Type of Intestinal Transplantation

Children with severe advanced and progressive hepatic fibrosis are usually listed for LITx. However, some PN-dependent patients with advanced liver dysfunction may experience functional and biochemical liver recovery which appears to parallel autologous gut salvage(65).

Factors impacting the survival of children with intestinal failure referred for ITx include: age below 1 year, multiple prior surgery, bridging fibrosis or cirrhosis, bilirubin levels over 3 mg/dl, and thrombocytopenia(66). The UNOS report indicates that mortality on intestine transplant waiting list is higher than on other transplant waiting lists(67). The Intestine Transplant Registry confirmed that transplantations performed in patients waiting at home versus waiting in hospital have a better one-year survival (74% versus 59%; P<0.00001)(68). The trend to transplant proportionately more patients who are waiting at home was a major factor contributing to the recently improved graft and patient survival rates(68). Indeed, it is well established that patients with end stage liver disease are at risk of dying before transplantation and are also at higher risk of post-operative complications and death(66,67). We recently reported factors impacting survival after Tx(69). Such factors should also be considered before listing for transplantation.

Intestinal Failure Rehabilitation Center

Long-term management of IF has become a very important concern. Few centers manage all the stages of IF from onset to ITx, including home-PN program(2,70,71). SBS remains the most common indication for intestinal Tx accounting for 63% versus 32% in our transplantation centre(68,69).
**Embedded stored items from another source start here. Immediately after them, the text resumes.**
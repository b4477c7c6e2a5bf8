//! API Router
//!
//! Parses method and path into the route the server dispatches on.

use thiserror::Error;

/// Router errors
#[derive(Error, Debug, PartialEq)]
pub enum RouterError {
    #[error("Not found: {0}")]
    NotFound(String),

    #[error("Method not allowed: {0}")]
    MethodNotAllowed(String),
}

/// API routes
#[derive(Debug, Clone, PartialEq)]
pub enum ApiRoute {
    /// GET /health
    Health,
    /// GET /metrics
    Metrics,
    /// GET /users/me
    CurrentUser,
    /// POST /users/logout
    Logout,
    /// GET /messages
    ListMessages,
    /// POST /messages
    SendMessage,
    /// PUT /messages/{id}
    EditMessage { id: String },
    /// DELETE /messages/{id}
    DeleteMessage { id: String },
}

impl ApiRoute {
    /// Parse an HTTP request line into a route
    ///
    /// Trailing slashes are ignored, so `/messages/` and `/messages` match
    /// the same route.
    pub fn parse(method: &str, path: &str) -> Result<ApiRoute, RouterError> {
        let segments: Vec<&str> = path.split('/').filter(|s| !s.is_empty()).collect();

        match segments.as_slice() {
            ["health"] => Self::only(method, "GET", ApiRoute::Health, path),
            ["metrics"] => Self::only(method, "GET", ApiRoute::Metrics, path),
            ["users", "me"] => Self::only(method, "GET", ApiRoute::CurrentUser, path),
            ["users", "logout"] => Self::only(method, "POST", ApiRoute::Logout, path),
            ["messages"] => match method {
                "GET" => Ok(ApiRoute::ListMessages),
                "POST" => Ok(ApiRoute::SendMessage),
                _ => Err(Self::not_allowed(method, path)),
            },
            ["messages", id] => match method {
                "PUT" => Ok(ApiRoute::EditMessage { id: id.to_string() }),
                "DELETE" => Ok(ApiRoute::DeleteMessage { id: id.to_string() }),
                _ => Err(Self::not_allowed(method, path)),
            },
            _ => Err(RouterError::NotFound(path.to_string())),
        }
    }

    /// Whether the route needs an authenticated caller
    pub fn requires_auth(&self) -> bool {
        !matches!(
            self,
            ApiRoute::Health | ApiRoute::Metrics | ApiRoute::Logout
        )
    }

    /// Low-cardinality label for metrics
    pub fn label(&self) -> &'static str {
        match self {
            ApiRoute::Health => "health",
            ApiRoute::Metrics => "metrics",
            ApiRoute::CurrentUser => "users_me",
            ApiRoute::Logout => "users_logout",
            ApiRoute::ListMessages => "messages_list",
            ApiRoute::SendMessage => "messages_send",
            ApiRoute::EditMessage { .. } => "messages_edit",
            ApiRoute::DeleteMessage { .. } => "messages_delete",
        }
    }

    fn only(
        method: &str,
        allowed: &str,
        route: ApiRoute,
        path: &str,
    ) -> Result<ApiRoute, RouterError> {
        if method == allowed {
            Ok(route)
        } else {
            Err(Self::not_allowed(method, path))
        }
    }

    fn not_allowed(method: &str, path: &str) -> RouterError {
        RouterError::MethodNotAllowed(format!("{} {}", method, path))
    }
}
//! Metrics module
//!
//! Prometheus metrics for authentication, key fetches and HTTP traffic.

use lazy_static::lazy_static;
use prometheus::{
    register_counter_vec, register_histogram_vec, CounterVec, Encoder, HistogramVec, TextEncoder,
};

lazy_static! {
    // Auth metrics
    pub static ref AUTH_ATTEMPTS: CounterVec = register_counter_vec!(
        "chat_gate_auth_attempts_total",
        "Authentication attempts by token source and outcome",
        &["source", "outcome"]
    ).unwrap();

    pub static ref AUTH_DURATION: HistogramVec = register_histogram_vec!(
        "chat_gate_auth_duration_seconds",
        "Time spent authenticating a request",
        &["source"],
        vec![0.0001, 0.0005, 0.001, 0.005, 0.01, 0.05, 0.1, 0.5, 1.0]
    ).unwrap();

    // Key set metrics
    pub static ref KEY_FETCHES: CounterVec = register_counter_vec!(
        "chat_gate_jwks_fetches_total",
        "Key set fetches from the issuer",
        &["status"]
    ).unwrap();

    // HTTP metrics
    pub static ref HTTP_REQUESTS: CounterVec = register_counter_vec!(
        "chat_gate_http_requests_total",
        "HTTP requests by route and status code",
        &["route", "status"]
    ).unwrap();
}

/// Record authentication attempt
///
/// `outcome` is `"success"` or an [`AuthError::kind`](crate::auth::AuthError::kind) label.
pub fn record_auth_attempt(source: &str, outcome: &str, duration_secs: f64) {
    AUTH_ATTEMPTS.with_label_values(&[source, outcome]).inc();
    AUTH_DURATION
        .with_label_values(&[source])
        .observe(duration_secs);
}

/// Record a key set fetch
pub fn record_key_fetch(success: bool) {
    let status = if success { "success" } else { "failure" };
    KEY_FETCHES.with_label_values(&[status]).inc();
}

/// Record a handled HTTP request
pub fn record_request(route: &str, status: u16) {
    HTTP_REQUESTS
        .with_label_values(&[route, &status.to_string()])
        .inc();
}

/// Render every registered metric in the Prometheus text format
pub fn render() -> String {
    let encoder = TextEncoder::new();
    let metric_families = prometheus::gather();
    let mut buffer = Vec::new();
    if let Err(e) = encoder.encode(&metric_families, &mut buffer) {
        tracing::error!("Failed to encode metrics: {}", e);
        return String::new();
    }
    String::from_utf8(buffer).unwrap_or_default()
}
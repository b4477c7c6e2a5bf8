//! Chat Gate Library
//!
//! Messaging API that only answers callers holding a valid access token
//! from an external OIDC identity provider.
//!
//! # Features
//!
//! - **Asymmetric JWT verification**: RS/PS/ES signatures checked against the issuer's JWKS
//! - **Fixed claim policy**: expiry, issuer, token use and client id
//! - **Bearer or cookie tokens**: one transport, chosen in configuration
//! - **Prometheus metrics**: auth outcomes, key fetches, HTTP traffic
//!
//! # Example
//!
//! ```no_run
//! use chat_gate::{config::Config, server::Server};
//!
//! #[tokio::main]
//! async fn main() -> anyhow::Result<()> {
//!     let config = Config::load("config.yaml")?;
//!     let server = Server::new(config).await?;
//!     server.run().await?;
//!     Ok(())
//! }
//! ```

pub mod auth;
pub mod config;
pub mod messages;
pub mod metrics;
pub mod router;
pub mod server;

// Re-export commonly used types
pub use auth::{AuthError, AuthenticatedUser, Authenticator, JwtAuthenticator};
pub use config::Config;
pub use server::Server;

/// Library version
pub const VERSION: &str = env!("CARGO_PKG_VERSION");
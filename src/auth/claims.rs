//! Claims validation
//!
//! Checks run in a fixed order and the first failure wins:
//!
//! 1. `exp` present and not in the past
//! 2. `iss` equals the configured issuer
//! 3. `token_use` equals `"access"`
//! 4. `client_id` equals the configured app client id
//! 5. the remaining identity fields fit [`AuthenticatedUser`]

use super::AuthError;
use serde::de::Error as _;
use serde::{Deserialize, Deserializer, Serialize};
use serde_json::{Map, Number, Value};
use tracing::warn;

/// The only `token_use` accepted at the gateway
pub const ACCESS_TOKEN_USE: &str = "access";

/// Claims decoded from a verified token payload
#[derive(Debug, Clone, PartialEq)]
pub struct Claims(Map<String, Value>);

impl Claims {
    pub(crate) fn new(map: Map<String, Value>) -> Self {
        Self(map)
    }

    pub fn get(&self, name: &str) -> Option<&Value> {
        self.0.get(name)
    }

    pub fn get_str(&self, name: &str) -> Option<&str> {
        self.0.get(name).and_then(Value::as_str)
    }

    /// `exp` as seconds since the epoch, if numeric
    pub fn expiry(&self) -> Option<f64> {
        self.0.get("exp").and_then(Value::as_f64)
    }

    pub fn as_map(&self) -> &Map<String, Value> {
        &self.0
    }
}

/// Exact-match policy for issuer and client id
#[derive(Debug, Clone, PartialEq, Eq)]
pub struct ClaimsPolicy {
    pub issuer: String,
    pub client_id: String,
}

impl ClaimsPolicy {
    pub fn new(issuer: impl Into<String>, client_id: impl Into<String>) -> Self {
        Self {
            issuer: issuer.into(),
            client_id: client_id.into(),
        }
    }
}

/// Identity of a caller whose token passed every check
///
/// Only [`ClaimsValidator`] builds one of these.
#[derive(Debug, Clone, PartialEq, Serialize)]
pub struct AuthenticatedUser {
    pub sub: String,
    pub username: String,
    pub iss: String,
    pub client_id: String,
    pub token_use: String,
    pub scope: Option<String>,
    pub exp: i64,
    pub iat: i64,
    pub jti: String,
    pub auth_time: Option<i64>,
    pub origin_jti: Option<String>,
    pub event_id: Option<String>,
    #[serde(skip)]
    _validated: (),
}

/// Wire shape of the identity claims
#[derive(Deserialize)]
struct IdentityClaims {
    sub: String,
    username: String,
    iss: String,
    client_id: String,
    token_use: String,
    #[serde(default)]
    scope: Option<String>,
    #[serde(deserialize_with = "numeric_date")]
    exp: i64,
    #[serde(deserialize_with = "numeric_date")]
    iat: i64,
    jti: String,
    #[serde(default, deserialize_with = "optional_numeric_date")]
    auth_time: Option<i64>,
    #[serde(default)]
    origin_jti: Option<String>,
    #[serde(default)]
    event_id: Option<String>,
}

/// Whole seconds of a NumericDate; fractional values are truncated
fn seconds(number: &Number) -> Option<i64> {
    if let Some(secs) = number.as_i64() {
        return Some(secs);
    }
    let secs = number.as_f64()?;
    (secs.is_finite() && secs >= i64::MIN as f64 && secs < i64::MAX as f64)
        .then(|| secs.trunc() as i64)
}

fn numeric_date<'de, D: Deserializer<'de>>(deserializer: D) -> Result<i64, D::Error> {
    let number = Number::deserialize(deserializer)?;
    seconds(&number).ok_or_else(|| D::Error::custom(format!("date out of range: {}", number)))
}

fn optional_numeric_date<'de, D: Deserializer<'de>>(
    deserializer: D,
) -> Result<Option<i64>, D::Error> {
    match Option::<Number>::deserialize(deserializer)? {
        Some(number) => seconds(&number)
            .map(Some)
            .ok_or_else(|| D::Error::custom(format!("date out of range: {}", number))),
        None => Ok(None),
    }
}

impl AuthenticatedUser {
    fn from_claims(claims: Claims) -> Result<Self, AuthError> {
        let identity: IdentityClaims = serde_json::from_value(Value::Object(claims.0))
            .map_err(|e| AuthError::ClaimShape(e.to_string()))?;

        Ok(Self {
            sub: identity.sub,
            username: identity.username,
            iss: identity.iss,
            client_id: identity.client_id,
            token_use: identity.token_use,
            scope: identity.scope,
            exp: identity.exp,
            iat: identity.iat,
            jti: identity.jti,
            auth_time: identity.auth_time,
            origin_jti: identity.origin_jti,
            event_id: identity.event_id,
            _validated: (),
        })
    }

    /// Whitespace-separated scopes granted to the token
    pub fn scopes(&self) -> impl Iterator<Item = &str> {
        self.scope.as_deref().unwrap_or_default().split_whitespace()
    }

    #[cfg(test)]
    pub(crate) fn for_tests(sub: &str, username: &str) -> Self {
        Self {
            sub: sub.into(),
            username: username.into(),
            iss: "https://issuer.test".into(),
            client_id: "test-client-id".into(),
            token_use: ACCESS_TOKEN_USE.into(),
            scope: None,
            exp: 9_999_999_999,
            iat: 0,
            jti: "test-jti".into(),
            auth_time: None,
            origin_jti: None,
            event_id: None,
            _validated: (),
        }
    }
}

/// Claims validator
#[derive(Debug, Clone)]
pub struct ClaimsValidator {
    policy: ClaimsPolicy,
}

impl ClaimsValidator {
    pub fn new(policy: ClaimsPolicy) -> Self {
        Self { policy }
    }

    pub fn policy(&self) -> &ClaimsPolicy {
        &self.policy
    }

    /// Validate against the current wall-clock time
    pub fn validate(&self, claims: Claims) -> Result<AuthenticatedUser, AuthError> {
        self.validate_at(claims, chrono::Utc::now().timestamp())
    }

    /// Validate as if the current time were `now` (seconds since the epoch)
    ///
    /// # Errors
    ///
    /// The first violated rule, in the order listed in the module docs.
    pub fn validate_at(&self, claims: Claims, now: i64) -> Result<AuthenticatedUser, AuthError> {
        check_expiry(&claims, now)?;
        self.check_issuer(&claims)?;
        check_token_use(&claims)?;
        self.check_client(&claims)?;
        AuthenticatedUser::from_claims(claims)
    }

    fn check_issuer(&self, claims: &Claims) -> Result<(), AuthError> {
        match claims.get_str("iss") {
            Some(iss) if iss == self.policy.issuer => Ok(()),
            other => {
                warn!(issuer = ?other, "Token issuer mismatch");
                Err(AuthError::InvalidIssuer)
            }
        }
    }

    fn check_client(&self, claims: &Claims) -> Result<(), AuthError> {
        match claims.get_str("client_id") {
            Some(client_id) if client_id == self.policy.client_id => Ok(()),
            other => {
                warn!(client_id = ?other, "Token client id mismatch");
                Err(AuthError::InvalidClient)
            }
        }
    }
}

// Missing or non-numeric exp is treated as already expired.
fn check_expiry(claims: &Claims, now: i64) -> Result<(), AuthError> {
    match claims.expiry() {
        Some(exp) if now as f64 <= exp => Ok(()),
        _ => Err(AuthError::TokenExpired),
    }
}

fn check_token_use(claims: &Claims) -> Result<(), AuthError> {
    match claims.get_str("token_use") {
        Some(ACCESS_TOKEN_USE) => Ok(()),
        other => {
            warn!(token_use = ?other, "Token is not an access token");
            Err(AuthError::InvalidTokenUse)
        }
    }
}
//! Case-insensitive, longest-prefix-unique name resolution for target perks
//! and excluded components, per §6: ambiguity is reported as an error
//! listing every candidate, not silently resolved to the first match.

use gizmo_core::{Catalog, Component, ComponentId, Perk, PerkId};

#[derive(Debug, Clone)]
pub enum ResolveError {
    PerkNotFound(String),
    PerkAmbiguous { query: String, candidates: Vec<String> },
    ComponentNotFound(String),
    ComponentAmbiguous { query: String, candidates: Vec<String> },
}

impl std::fmt::Display for ResolveError {
    fn fmt(&self, f: &mut std::fmt::Formatter<'_>) -> std::fmt::Result {
        match self {
            ResolveError::PerkNotFound(q) => write!(f, "Perk '{q}' could not be found."),
            ResolveError::PerkAmbiguous { query, candidates } => {
                write!(f, "Perk '{query}' is ambiguous. Could be one of: {}", candidates.join(", "))
            }
            ResolveError::ComponentNotFound(q) => write!(f, "Component '{q}' could not be found."),
            ResolveError::ComponentAmbiguous { query, candidates } => {
                write!(f, "Component '{query}' is ambiguous. Could be one of: {}", candidates.join(", "))
            }
        }
    }
}

/// Among multiple case-insensitive prefix matches, a query that is an
/// exact (case-insensitive) match for one candidate's full name is the
/// unique "longest prefix"; otherwise the match is ambiguous.
fn disambiguate<'a, T>(query: &str, matches: Vec<&'a T>, name_of: impl Fn(&T) -> &str) -> Result<&'a T, Vec<String>> {
    match matches.len() {
        0 => unreachable!("caller checks emptiness first"),
        1 => Ok(matches[0]),
        _ => {
            let exact: Vec<&&T> = matches.iter().filter(|m| name_of(m).eq_ignore_ascii_case(query)).collect();
            if exact.len() == 1 {
                Ok(exact[0])
            } else {
                Err(matches.iter().map(|m| name_of(m).to_string()).collect())
            }
        }
    }
}

pub fn resolve_perk(catalog: &Catalog, query: &str) -> Result<PerkId, ResolveError> {
    let matches = catalog.perks_by_prefix(query);
    if matches.is_empty() {
        return Err(ResolveError::PerkNotFound(query.to_string()));
    }
    disambiguate(query, matches, |p: &Perk| p.name.as_str())
        .map(|p| p.id)
        .map_err(|candidates| ResolveError::PerkAmbiguous { query: query.to_string(), candidates })
}

pub fn resolve_component(catalog: &Catalog, query: &str) -> Result<ComponentId, ResolveError> {
    let matches = catalog.components_by_prefix(query);
    if matches.is_empty() {
        return Err(ResolveError::ComponentNotFound(query.to_string()));
    }
    disambiguate(query, matches, |c: &Component| c.name.as_str())
        .map(|c| c.id)
        .map_err(|candidates| ResolveError::ComponentAmbiguous { query: query.to_string(), candidates })
}

#[cfg(test)]
mod tests {
    use super::*;
    use gizmo_core::{Perk, PerkRank};

    fn catalog_with_precise_and_precision() -> Catalog {
        let mut cat = Catalog::new();
        cat.register_perk(Perk {
            id: PerkId(1),
            name: "Precise".into(),
            two_slot: false,
            ranks: vec![PerkRank { rank: 1, cost: 1, threshold: 1, ancient: false }],
        })
        .unwrap();
        cat.register_perk(Perk {
            id: PerkId(2),
            name: "Precise Plus".into(),
            two_slot: false,
            ranks: vec![PerkRank { rank: 1, cost: 1, threshold: 1, ancient: false }],
        })
        .unwrap();
        cat
    }

    #[test]
    fn unique_prefix_resolves() {
        let cat = catalog_with_precise_and_precision();
        assert_eq!(resolve_perk(&cat, "Precise Plus").unwrap(), PerkId(2));
    }

    #[test]
    fn exact_match_disambiguates_among_prefix_matches() {
        let cat = catalog_with_precise_and_precision();
        assert_eq!(resolve_perk(&cat, "precise").unwrap(), PerkId(1));
    }

    #[test]
    fn ambiguous_prefix_lists_candidates() {
        let cat = catalog_with_precise_and_precision();
        let err = resolve_perk(&cat, "prec").unwrap_err();
        match err {
            ResolveError::PerkAmbiguous { candidates, .. } => assert_eq!(candidates.len(), 2),
            _ => panic!("expected ambiguous"),
        }
    }

    #[test]
    fn unknown_name_not_found() {
        let cat = catalog_with_precise_and_precision();
        assert!(matches!(resolve_perk(&cat, "no-such-perk"), Err(ResolveError::PerkNotFound(_))));
    }
}
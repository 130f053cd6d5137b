//! Small integer ids and the two enums that shape the whole domain.

use crate::errors::CoreError;
use std::fmt;
use std::str::FromStr;

/// The "no effect" sentinel perk id. Always registered first.
pub const NO_EFFECT_PERK_ID: PerkId = PerkId(0);

/// The sentinel empty-component id. Always registered, cost 0, no contributions.
pub const EMPTY_COMPONENT_ID: ComponentId = ComponentId(255);

/// Perk identifier (`id <= 255`).
#[derive(Clone, Copy, Debug, PartialEq, Eq, PartialOrd, Ord, Hash)]
pub struct PerkId(pub u8);

impl fmt::Display for PerkId {
    fn fmt(&self, f: &mut fmt::Formatter<'_>) -> fmt::Result {
        write!(f, "{}", self.0)
    }
}

/// Component identifier (`id <= 255`).
#[derive(Clone, Copy, Debug, PartialEq, Eq, PartialOrd, Ord, Hash)]
pub struct ComponentId(pub u8);

impl fmt::Display for ComponentId {
    fn fmt(&self, f: &mut fmt::Formatter<'_>) -> fmt::Result {
        write!(f, "{}", self.0)
    }
}

/// The item class a gizmo is attached to; selects which contribution table
/// of a component applies.
#[derive(Clone, Copy, Debug, PartialEq, Eq, Hash)]
pub enum EquipmentType {
    Weapon,
    Tool,
    Armour,
}

impl EquipmentType {
    /// Stable small index, used to key per-equipment contribution arrays.
    pub fn index(self) -> usize {
        match self {
            EquipmentType::Weapon => 0,
            EquipmentType::Tool => 1,
            EquipmentType::Armour => 2,
        }
    }

    pub const ALL: [EquipmentType; 3] = [EquipmentType::Weapon, EquipmentType::Tool, EquipmentType::Armour];
}

impl FromStr for EquipmentType {
    type Err = CoreError;

    fn from_str(s: &str) -> Result<Self, Self::Err> {
        match s.to_ascii_lowercase().as_str() {
            "weapon" | "w" => Ok(EquipmentType::Weapon),
            "tool" | "t" => Ok(EquipmentType::Tool),
            "armour" | "armor" | "a" => Ok(EquipmentType::Armour),
            other => Err(CoreError::InvalidEquipment(other.to_string())),
        }
    }
}

impl fmt::Display for EquipmentType {
    fn fmt(&self, f: &mut fmt::Formatter<'_>) -> fmt::Result {
        let s = match self {
            EquipmentType::Weapon => "Weapon",
            EquipmentType::Tool => "Tool",
            EquipmentType::Armour => "Armour",
        };
        write!(f, "{s}")
    }
}

/// Standard (5 slots) or Ancient (9 slots) gizmo variant.
#[derive(Clone, Copy, Debug, PartialEq, Eq, Hash)]
pub enum GizmoType {
    Standard,
    Ancient,
}

impl GizmoType {
    /// Number of component slots for this variant.
    pub fn slots(self) -> usize {
        match self {
            GizmoType::Standard => 5,
            GizmoType::Ancient => 9,
        }
    }

    /// Number of invention-budget dice rolled for this variant.
    pub fn budget_dice(self) -> u8 {
        match self {
            GizmoType::Standard => 5,
            GizmoType::Ancient => 6,
        }
    }

    pub fn is_ancient(self) -> bool {
        matches!(self, GizmoType::Ancient)
    }

    /// Slot labels in declared order, for display purposes.
    pub fn slot_labels(self) -> &'static [&'static str] {
        match self {
            GizmoType::Standard => &["Middle", "Top", "Left", "Right", "Bottom"],
            GizmoType::Ancient => &[
                "Middle",
                "Top",
                "Left",
                "Right",
                "Bottom",
                "Top Left",
                "Top Right",
                "Bottom Left",
                "Bottom Right",
            ],
        }
    }
}

impl FromStr for GizmoType {
    type Err = CoreError;

    fn from_str(s: &str) -> Result<Self, Self::Err> {
        match s.to_ascii_lowercase().as_str() {
            "standard" | "std" => Ok(GizmoType::Standard),
            "ancient" | "anc" => Ok(GizmoType::Ancient),
            other => Err(CoreError::InvalidGizmoType(other.to_string())),
        }
    }
}

impl fmt::Display for GizmoType {
    fn fmt(&self, f: &mut fmt::Formatter<'_>) -> fmt::Result {
        let s = match self {
            GizmoType::Standard => "Standard",
            GizmoType::Ancient => "Ancient",
        };
        write!(f, "{s}")
    }
}
//! gizmo_search — the candidate search engine. Builds a relevance-filtered
//! component universe, enumerates gizmo configurations in a symmetry-reduced
//! normal form with reachability pruning, evaluates each through
//! `gizmo_algo`, and returns the ranked, deterministically tie-broken result
//! list.

#![forbid(unsafe_code)]

pub mod candidates;
pub mod enumerate;
pub mod result;
pub mod search;
pub mod worker;

pub use candidates::build_candidate_universe;
pub use enumerate::{enumerate_candidates, TargetBound};
pub use result::{sort_by_expected_cost_asc, sort_by_probability_desc, sort_by_probability_desc_epsilon_aware, SearchResult};
pub use search::{run_search, run_search_with_progress, SearchProgress, SearchRequest};
pub use worker::PaddedCounter;
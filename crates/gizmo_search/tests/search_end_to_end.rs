//! End-to-end coverage over a small, hand-built catalog: several components
//! contributing to two distinct perks, searched against a single-perk and a
//! two-perk target. Exercises the full universe→enumerate→shard→sort path
//! a front-end actually drives, rather than any one stage in isolation.

use gizmo_algo::{Target, TargetPerk};
use gizmo_core::prob::BudgetCdfCache;
use gizmo_core::{Catalog, Component, Contribution, EquipmentType, GizmoType, Perk, PerkId, PerkRank};
use gizmo_search::{run_search, SearchRequest};

fn build_catalog() -> Catalog {
    let mut cat = Catalog::new();
    cat.register_perk(Perk {
        id: PerkId(1),
        name: "Precise".into(),
        two_slot: false,
        ranks: vec![
            PerkRank { rank: 1, cost: 1, threshold: 3, ancient: false },
            PerkRank { rank: 2, cost: 2, threshold: 6, ancient: false },
        ],
    })
    .unwrap();
    cat.register_perk(Perk {
        id: PerkId(2),
        name: "Equilibrium".into(),
        two_slot: false,
        ranks: vec![PerkRank { rank: 1, cost: 1, threshold: 3, ancient: false }],
    })
    .unwrap();

    let mut precise_cog = Component::new(gizmo_core::ComponentId(10), "Precise Cog".into(), false, 100);
    precise_cog.push_contribution(EquipmentType::Weapon, Contribution { perk: PerkId(1), base: 8, roll: 2 });
    cat.register_component(precise_cog).unwrap();

    let mut precise_spring = Component::new(gizmo_core::ComponentId(11), "Precise Spring".into(), false, 50);
    precise_spring.push_contribution(EquipmentType::Weapon, Contribution { perk: PerkId(1), base: 6, roll: 2 });
    cat.register_component(precise_spring).unwrap();

    let mut equilibrium_gear = Component::new(gizmo_core::ComponentId(12), "Equilibrium Gear".into(), false, 30);
    equilibrium_gear.push_contribution(EquipmentType::Weapon, Contribution { perk: PerkId(2), base: 4, roll: 2 });
    cat.register_component(equilibrium_gear).unwrap();

    let mut filler = Component::new(gizmo_core::ComponentId(13), "Filler Plate".into(), false, 5);
    filler.push_contribution(EquipmentType::Weapon, Contribution { perk: PerkId(1), base: 1, roll: 1 });
    cat.register_component(filler).unwrap();

    cat
}

#[test]
fn single_target_search_returns_sorted_nonzero_probability_candidates() {
    let cat = build_catalog();
    let cache = BudgetCdfCache::new();
    let target = Target::new(&cat, TargetPerk { perk: PerkId(1), rank: 1 }, None, false);
    let request = SearchRequest {
        equipment: EquipmentType::Weapon,
        gizmo_type: GizmoType::Standard,
        level: 120,
        target,
        excluded: Vec::new(),
        worker_count: 4,
    };

    let results = run_search(&cat, &cache, &request);
    assert!(!results.is_empty(), "expected at least one candidate reaching Precise rank 1");

    for pair in results.windows(2) {
        assert!(pair[0].probability >= pair[1].probability - 1e-9, "results must be sorted descending by probability");
    }
    for r in &results {
        assert!((0.0..=1.0).contains(&r.probability));
        assert!(r.cost > 0);
    }
}

#[test]
fn excluded_component_never_appears_in_results() {
    let cat = build_catalog();
    let cache = BudgetCdfCache::new();
    let target = Target::new(&cat, TargetPerk { perk: PerkId(1), rank: 1 }, None, false);
    let request = SearchRequest {
        equipment: EquipmentType::Weapon,
        gizmo_type: GizmoType::Standard,
        level: 120,
        target,
        excluded: vec![gizmo_core::ComponentId(10)],
        worker_count: 2,
    };

    let results = run_search(&cat, &cache, &request);
    for r in &results {
        assert!(!r.components.contains(&gizmo_core::ComponentId(10)));
    }
}

#[test]
fn two_perk_target_only_matches_candidates_reaching_both() {
    let cat = build_catalog();
    let cache = BudgetCdfCache::new();
    let target = Target::new(
        &cat,
        TargetPerk { perk: PerkId(1), rank: 1 },
        Some(TargetPerk { perk: PerkId(2), rank: 1 }),
        false,
    );
    let request = SearchRequest {
        equipment: EquipmentType::Weapon,
        gizmo_type: GizmoType::Standard,
        level: 120,
        target,
        excluded: Vec::new(),
        worker_count: 1,
    };

    let results = run_search(&cat, &cache, &request);
    for r in &results {
        assert!(r.components.contains(&gizmo_core::ComponentId(12)), "needs the Equilibrium contributor");
    }
}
Liver consequences of poor functioning remnant small intestine with intestinal stasis and subsequent sepsis from bacterial overgrowth might be prevented by appropriate medico-surgical approach. In addition to the prevention of complications, global management should also aim to demonstrate the irreversibility of IF in spite of all medico-surgical attempts at digestive autonomy(3).

Development of integrated centers involved in all stage of IF management should be encouraged. They must have a high level of expertise in the fields of Pediatric Gastroenterology and Clinical Nutrition with a well organized Home-PN program, together with experienced pediatric surgeons involved in SBS non-transplant surgery as well as in intestinal transplantation(72-75). ITx offers not only an improved quality of life but maintains optimal nutritional status(76-80).

Conclusion

To conclude, long-term home parenteral nutrition is the primary therapeutic option for intestinal failure. Irreversible IF should be identified among patients with IF. Patients with IF related complications, according to the U.S.A. Medicaid and Medicare indication are candidate for ITx. IF-related liver failure is the one associated with the highest risk of death before transplantation. ITx cannot be life-saving if the transplant comes too late, when the patient, clinical status is severely compromised. Strategies are needed to prevent the development of liver failure and to objectively define the optimal timing for ITx in patients having irreversible intestinal failure. Intestinal transplantation should now move from a life saving to a life enhancing procedure, thanks to the development of IF rehabilitation centers.

Funding: None.

Competing interests: None stated.

 

Key Messages

• Intestinal failure results from the critial reduction of functional gut mass below the minimal amount necessary for adequate digestion and absorption.

• Short bowel syndrome (SBS) is the most frequent cause of protracted intestinal failure.

• Parenteral nutrition remains the mainstay of therapy of intestinal failure.

• Intestinal failure patients are candidates for Intestinal transplantation.

• Development of integrated centers involved in all stage of management of intestinal failure should be encouraged.